Our Madonna Vineyard is situated approximately 40 miles northeast of San Francisco in the Carneros region, the first viticulture area north of the Golden Gate Bridge. The name “Carneros” is Spanish for rams and was chosen for the region (which encompasses both Napa and Sonoma counties) because it referred to the many ram ranches that were once scattered throughout the area. The borders of the Carneros appellation were drawn according to microclimate and soil characteristics, and many say that it looks like a bow tie when seen on a map.
Located on the southern end of Carneros on the Napa Valley side, Madonna Vineyard is in direct alignment with the San Pablo Bay. From atop the 160 acres of gently rolling hills you can feel the influences of cool breezes and see views of San Francisco.
Due to the proximity of the Pacific Ocean and San Pablo Bay, the fog, wind, and moderate temperatures make Carneros’ microclimate undeniably maritime in nature. Unlike many grape growing areas that were formed based on political boundaries, Carneros was established according to its microclimate influences.
The elevation in Carneros is mainly at sea level at the southern end but ranges to approximately 1,000 feet closer to the western hills. Best suited for the cultivation of cool climate grapes, Carneros has earned a prominent reputation for the growth of Chardonnay and Pinot Noir grapes. Carneros enjoys a long, moderate growing season, which allows the grapes to mature slowly and evenly. This produces grapes that are balanced in color, flavor and acidity.

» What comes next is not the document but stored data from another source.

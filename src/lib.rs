//! # bundlemap
//!
//! A heterogeneous key-value bundle with typed accessors and a chainable
//! builder.
//!
//! `bundlemap` provides a single map abstraction that can hold values of
//! many known shapes (boolean, the numeric scalars, char, string,
//! per-scalar arrays, int/string lists, and nested bundles) under string
//! keys, with type-safe retrieval that falls back to a default when a key
//! is absent or holds a value of another kind.
//!
//! ## Key Features
//!
//! - **Typed accessors**: one getter/putter pair per supported kind
//! - **Default fallback**: getters never fail; a missing key, an explicit
//!   null, or a kind mismatch all degrade to the kind's default
//! - **Strict lookups on the side**: `try_get` and `expect_kind` report
//!   *why* a lookup failed, for callers that want errors instead
//! - **Chainable builder**: assemble a bundle in one expression
//! - **Shallow clones**: cloning copies the key mapping but shares array,
//!   list, and nested-bundle values
//!
//! ## Usage Examples
//!
//! ### Basic Usage
//!
//! ```rust
//! use bundlemap::Bundle;
//!
//! let mut bundle = Bundle::new();
//!
//! // Store values of different kinds under string keys
//! bundle.put_boolean("enabled", true);
//! bundle.put_int("retries", 3);
//! bundle.put_string("name", "worker-1");
//! bundle.put_int_array("ports", vec![8080, 8081]);
//!
//! // Retrieve them with typed getters
//! assert!(bundle.get_boolean("enabled"));
//! assert_eq!(bundle.get_int("retries"), 3);
//! assert_eq!(bundle.get_string("name"), Some("worker-1"));
//! assert_eq!(bundle.get_int_array("ports").unwrap().borrow().len(), 2);
//!
//! // Lookups that can't be satisfied fall back instead of erroring
//! assert_eq!(bundle.get_int("missing"), 0);
//! assert_eq!(bundle.get_int_or("missing", 42), 42);
//! assert_eq!(bundle.get_string("retries"), None); // wrong kind
//! ```
//!
//! ### Chained Construction
//!
//! ```rust
//! use bundlemap::BundleBuilder;
//!
//! let extras = BundleBuilder::new()
//!     .put_string("document", "quarterly.pdf")
//!     .put_int("page", 4)
//!     .put_boolean("read_only", true)
//!     .build();
//!
//! assert_eq!(extras.len(), 3);
//! assert_eq!(extras.get_string("document"), Some("quarterly.pdf"));
//! ```
//!
//! ### Shared Values Across Clones
//!
//! Cloning a bundle copies the mapping but not the contained arrays,
//! lists, or nested bundles; those stay shared:
//!
//! ```rust
//! use bundlemap::Bundle;
//!
//! let mut original = Bundle::new();
//! original.put_int_array("hits", vec![1, 2, 3]);
//!
//! let mut copy = original.clone();
//!
//! // Mutating the array through the copy is visible in the original...
//! copy.get_int_array("hits").unwrap().borrow_mut().push(4);
//! assert_eq!(original.get_int_array("hits").unwrap().borrow().len(), 4);
//!
//! // ...but the key mappings themselves are independent.
//! copy.put_int("only_in_copy", 1);
//! assert!(!original.contains_key("only_in_copy"));
//! ```
//!
//! ### Strict Lookups
//!
//! ```rust
//! use bundlemap::{Bundle, BundleError, Kind};
//!
//! let mut bundle = Bundle::new();
//! bundle.put_string("name", "worker-1");
//! bundle.put("reserved", None); // key present, explicit null
//!
//! match bundle.try_get("nonexistent") {
//!     Err(BundleError::KeyNotFound(key)) => println!("no mapping for {}", key),
//!     other => panic!("unexpected: {:?}", other),
//! }
//!
//! assert!(matches!(
//!     bundle.try_get("reserved"),
//!     Err(BundleError::NullValue(_))
//! ));
//! assert!(matches!(
//!     bundle.expect_kind("name", Kind::Int),
//!     Err(BundleError::KindMismatch { .. })
//! ));
//! ```
//!
//! ## Thread Safety
//!
//! `Bundle` is a single-threaded type. Shared payloads are
//! reference-counted cells (`Rc<RefCell<_>>`), so bundles are neither
//! `Send` nor `Sync`; there is no locking and no concurrency contract.

mod builder;
mod bundle;
mod error;
mod value;

pub use builder::BundleBuilder;
pub use bundle::Bundle;
pub use error::BundleError;
pub use value::{IntoShared, Kind, SharedBundle, SharedVec, Value};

Unlike some areas of the Napa and Sonoma Valleys that are shielded from ocean air, Carneros is a constant thoroughfare for Pacific Ocean breezes. Throughout the day as the air heats up, it rises and is replaced by the cool air hovering above the ocean waters. This results in breezes that move throughout the vineyard then eventually taper off as the temperatures drop. During the night fog rolls in, which keeps the grapes from heating up too quickly during the day, while the afternoon wind lowers leaf temperature and dries the dew left by the morning fog, preventing the harmful growth of mildew and mold.

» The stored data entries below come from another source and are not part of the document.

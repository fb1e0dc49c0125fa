//! Category distribution for pie charts

use dash_records::{Label, Record, RecordField};
use indexmap::IndexMap;
use serde::Serialize;

/// Label of the bucket collecting below-threshold categories
pub const OTHER_LABEL: &str = "Other";

/// Default share of the record count below which a category is folded
pub const DEFAULT_THRESHOLD: f64 = 0.02;

/// One pie slice
#[derive(Debug, Clone, PartialEq, Serialize)]
pub struct Slice {
    /// Category, or "Other"
    pub label: Label,
    /// Records in this slice
    pub count: u64,
    /// Hue in degrees, evenly spaced around the color wheel
    pub hue: f64,
    /// Set only on the bucket of folded categories
    #[serde(skip_serializing_if = "std::ops::Not::not")]
    pub folded: bool,
}

/// Category counts with small categories folded into "Other"
#[derive(Debug, Clone, Default, PartialEq, Serialize)]
pub struct Distribution {
    /// Surviving categories in encounter order, "Other" last if present
    pub slices: Vec<Slice>,
    /// Number of input records the threshold was measured against
    pub total: u64,
}

impl Distribution {
    /// Whether the distribution should be drawn
    #[inline]
    #[must_use]
    pub fn is_valid(&self) -> bool {
        self.slices.iter().any(|s| s.count > 0)
    }

    /// Slice labels
    #[must_use]
    pub fn labels(&self) -> Vec<&Label> {
        self.slices.iter().map(|s| &s.label).collect()
    }

    /// Slice counts
    #[must_use]
    pub fn counts(&self) -> Vec<u64> {
        self.slices.iter().map(|s| s.count).collect()
    }

    /// The "Other" bucket, if one was emitted
    #[must_use]
    pub fn other(&self) -> Option<&Slice> {
        self.slices.last().filter(|s| s.folded)
    }
}

/// Count records per distinct non-empty `category_field` value
///
/// Categories whose count is strictly below `threshold * records.len()` are
/// merged into a trailing "Other" slice. Empty values are not categories
/// but still count toward the total.
#[must_use]
#[allow(clippy::cast_precision_loss)]
pub fn categorical_distribution(
    records: &[Record],
    category_field: RecordField,
    threshold: f64,
) -> Distribution {
    let mut counts: IndexMap<Label, u64> = IndexMap::new();
    for label in records.iter().filter_map(|r| r.label(category_field)) {
        *counts.entry(label).or_insert(0) += 1;
    }

    let total = records.len() as u64;
    let cutoff = threshold * total as f64;

    let mut kept: Vec<(Label, u64, bool)> = Vec::with_capacity(counts.len() + 1);
    let mut other = 0;
    for (label, count) in counts {
        if (count as f64) < cutoff {
            other += count;
        } else {
            kept.push((label, count, false));
        }
    }
    if other > 0 {
        kept.push((Label::text(OTHER_LABEL), other, true));
    }

    let n = kept.len() as f64;
    let slices = kept
        .into_iter()
        .enumerate()
        .map(|(i, (label, count, folded))| Slice {
            label,
            count,
            hue: i as f64 * 360.0 / n,
            folded,
        })
        .collect();

    Distribution { slices, total }
}

#[cfg(test)]
mod tests {
    use super::*;
    use pretty_assertions::assert_eq;

    fn topics(names: &[(&str, usize)]) -> Vec<Record> {
        names
            .iter()
            .flat_map(|(name, n)| {
                std::iter::repeat_with(move || Record {
                    topic: (*name).into(),
                    ..Record::default()
                })
                .take(*n)
            })
            .collect()
    }

    #[test]
    fn folds_small_categories_into_other() {
        // 100 records: cutoff is 2
        let records = topics(&[("oil", 60), ("gas", 37), ("coal", 1), ("wind", 1), ("tide", 1)]);
        let dist = categorical_distribution(&records, RecordField::Topic, DEFAULT_THRESHOLD);

        assert_eq!(
            dist.labels(),
            vec![&Label::text("oil"), &Label::text("gas"), &Label::text("Other")]
        );
        assert_eq!(dist.counts(), vec![60, 37, 3]);
        assert_eq!(dist.other().map(|s| s.count), Some(3));
        assert_eq!(dist.total, 100);
    }

    #[test]
    fn count_equal_to_cutoff_survives() {
        let records = topics(&[("oil", 98), ("gas", 2)]);
        let dist = categorical_distribution(&records, RecordField::Topic, DEFAULT_THRESHOLD);

        assert_eq!(dist.counts(), vec![98, 2]);
        assert!(dist.other().is_none());
    }

    #[test]
    fn real_other_category_is_not_the_folded_bucket() {
        let records = topics(&[("oil", 50), ("Other", 50)]);
        let dist = categorical_distribution(&records, RecordField::Topic, DEFAULT_THRESHOLD);

        assert_eq!(dist.labels(), vec![&Label::text("oil"), &Label::text("Other")]);
        assert!(dist.other().is_none());
        assert!(dist.slices.iter().all(|s| !s.folded));
    }

    #[test]
    fn real_other_category_sits_beside_folded_bucket() {
        let records = topics(&[("Other", 60), ("oil", 39), ("gas", 1)]);
        let dist = categorical_distribution(&records, RecordField::Topic, DEFAULT_THRESHOLD);

        assert_eq!(dist.counts(), vec![60, 39, 1]);
        assert_eq!(dist.other().map(|s| s.count), Some(1));
        assert!(!dist.slices[0].folded);
    }

    #[test]
    fn hues_are_evenly_spaced() {
        let records = topics(&[("a", 10), ("b", 10), ("c", 10), ("d", 10)]);
        let dist = categorical_distribution(&records, RecordField::Topic, DEFAULT_THRESHOLD);

        let hues: Vec<f64> = dist.slices.iter().map(|s| s.hue).collect();
        assert_eq!(hues, vec![0.0, 90.0, 180.0, 270.0]);
    }

    #[test]
    fn empty_categories_count_toward_total_only() {
        let mut records = topics(&[("oil", 3)]);
        records.push(Record::default());

        let dist = categorical_distribution(&records, RecordField::Topic, DEFAULT_THRESHOLD);
        assert_eq!(dist.labels(), vec![&Label::text("oil")]);
        assert_eq!(dist.total, 4);
    }

    #[test]
    fn zero_threshold_keeps_everything() {
        let records = topics(&[("oil", 500), ("gas", 1)]);
        let dist = categorical_distribution(&records, RecordField::Topic, 0.0);
        assert_eq!(dist.counts(), vec![500, 1]);
    }

    #[test]
    fn empty_input_is_invalid() {
        let dist = categorical_distribution(&[], RecordField::Topic, DEFAULT_THRESHOLD);
        assert!(dist.slices.is_empty());
        assert!(!dist.is_valid());
    }
}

During a typical year, the winter and spring rains fill the soil profile with water. At the appropriate time, the soil is tilled, which captures and holds the residual moisture. Largely the microclimate of Madonna Vineyard works collectively with the dense clay soils and limited rainfall to produce fruit of only the highest quality.
The soils of Madonna Vineyard are extremely diverse, due to the Carneros Region’s complex geological and climatic history. The close proximity of the Bay and the impact of the ice ages are two important factors that have most heavily influenced the soil. In general, the soil in the Madonna Vineyard tends to be dense, shallow (approximately three feet deep), of low to moderate fertility, and high in clay content.

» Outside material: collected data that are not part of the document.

//! `dashctl` - research records dashboard from the command line
//!
//! ```text
//! dashctl summarize --data records.json --region "Northern America" [--json]
//! dashctl options   --data records.json [--json]
//! dashctl fetch     [--config dashboard.toml] [--base-url URL] --topic oil [--json]
//! ```

#![warn(missing_docs)]
#![warn(unreachable_pub)]

pub mod commands;
pub mod logging;
pub mod render;

use anyhow::Context;
use clap::{value_parser, Arg, ArgAction, ArgMatches, Command};
use dash_filters::FilterSelection;
use dash_records::RecordField;
use std::path::PathBuf;

/// Filter flags in panel order
const FILTER_FLAGS: [(RecordField, &str); 7] = [
    (RecordField::EndYear, "end-year"),
    (RecordField::Topic, "topic"),
    (RecordField::Sector, "sector"),
    (RecordField::Pestle, "pestle"),
    (RecordField::Source, "source"),
    (RecordField::Country, "country"),
    (RecordField::Region, "region"),
];

fn filter_args(cmd: Command) -> Command {
    FILTER_FLAGS.iter().fold(cmd, |cmd, (field, flag)| {
        cmd.arg(
            Arg::new(*flag)
                .long(*flag)
                .value_name("VALUE")
                .help(format!("Only records whose {} equals VALUE", field.display_name())),
        )
    })
}

fn json_flag() -> Arg {
    Arg::new("json")
        .long("json")
        .action(ArgAction::SetTrue)
        .help("Output as JSON")
}

fn config_arg() -> Arg {
    Arg::new("config")
        .long("config")
        .value_name("FILE")
        .value_parser(value_parser!(PathBuf))
        .help("Dashboard configuration (TOML)")
}

fn data_arg() -> Arg {
    Arg::new("data")
        .long("data")
        .value_name("FILE")
        .required(true)
        .value_parser(value_parser!(PathBuf))
        .help("Records as a JSON list or paged object")
}

/// Command-line definition
#[must_use]
pub fn build_cli() -> Command {
    Command::new("dashctl")
        .version(env!("CARGO_PKG_VERSION"))
        .about("Research records dashboard")
        .subcommand_required(true)
        .arg(
            Arg::new("log-json")
                .long("log-json")
                .global(true)
                .action(ArgAction::SetTrue)
                .help("Emit logs as JSON lines"),
        )
        .subcommand(filter_args(
            Command::new("summarize")
                .about("Aggregate a local dataset into the six panels")
                .arg(data_arg())
                .arg(config_arg())
                .arg(json_flag()),
        ))
        .subcommand(
            Command::new("options")
                .about("List dropdown choices for a local dataset")
                .arg(data_arg())
                .arg(json_flag()),
        )
        .subcommand(filter_args(
            Command::new("fetch")
                .about("Query the record service and summarize the result")
                .arg(config_arg())
                .arg(
                    Arg::new("base-url")
                        .long("base-url")
                        .value_name("URL")
                        .help("Override api_base_url from the configuration"),
                )
                .arg(json_flag()),
        ))
}

/// Filter selection from the subcommand's flags
///
/// # Errors
/// If a flag maps to no known field
pub fn selection_from_args(args: &ArgMatches) -> anyhow::Result<FilterSelection> {
    FILTER_FLAGS
        .iter()
        .try_fold(FilterSelection::default(), |selection, (field, flag)| {
            match args.get_one::<String>(flag) {
                Some(value) => selection
                    .set_field(field.selection_name(), value)
                    .context("building filter selection"),
                None => Ok(selection),
            }
        })
}

/// Dispatch parsed arguments and return what to print
///
/// # Errors
/// Unreadable inputs, invalid configuration or a failed fetch
pub async fn run(matches: &ArgMatches) -> anyhow::Result<String> {
    match matches.subcommand() {
        Some(("summarize", args)) => {
            let data = required_path(args, "data")?;
            let selection = selection_from_args(args)?;
            commands::summarize(&data, args.get_one::<PathBuf>("config"), &selection, args.get_flag("json"))
        }
        Some(("options", args)) => {
            let data = required_path(args, "data")?;
            commands::options(&data, args.get_flag("json"))
        }
        Some(("fetch", args)) => {
            let selection = selection_from_args(args)?;
            commands::fetch(
                args.get_one::<PathBuf>("config"),
                args.get_one::<String>("base-url").map(String::as_str),
                &selection,
                args.get_flag("json"),
            )
            .await
        }
        Some((other, _)) => anyhow::bail!("unknown subcommand: {other}"),
        None => anyhow::bail!("no subcommand given"),
    }
}

fn required_path(args: &ArgMatches, id: &str) -> anyhow::Result<PathBuf> {
    args.get_one::<PathBuf>(id)
        .cloned()
        .with_context(|| format!("missing --{id}"))
}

The two main soil types found in Madonna Vineyard are Haire and Diablo. Haire soil was formed from the shallow tidal waters that contained numerous organisms and salt marsh vegetation. It is high in calcium from organism fossils, has a very high clay content that holds in moisture, and is extremely beneficial to the grape vines. Diablo soil, on the other hand, was derived from deeper marsh and bay sediment. There were fewer organisms due to the lack of oxygen, hence fewer fossils. Diablo is high in manganese, a nutrient that is essential for grape vines to form chlorophyll, and also has high clay content with good water holding capacity.
Haire and Diablo soils alternate throughout the vineyard. The two of them combined generally tend to reduce vine growth, thus stressing the vines, and in turn producing smaller yet more intensely flavored grapes. There are also additional soil types, which have washed down from creeks and rivers and add loam to the vineyard mix.
In general, the soils of Madonna Vineyard have a strong impact on the grapevines’ vigor by restricting the development of the root system and providing just enough nutrients and water to sustain growth without excess development.
- Chardonnay (55 acres)
- Pinot Noir (35 acres)
- Pinot Grigio (10 acres)
- Gewurztraminer (6 acres)
- Merlot (4 acres)
- Cabernet Sauvignon (9 acres)
- Dolcetto (5 acres)
- Muscat Canelli (2 acres)
- Malbec (2 acres)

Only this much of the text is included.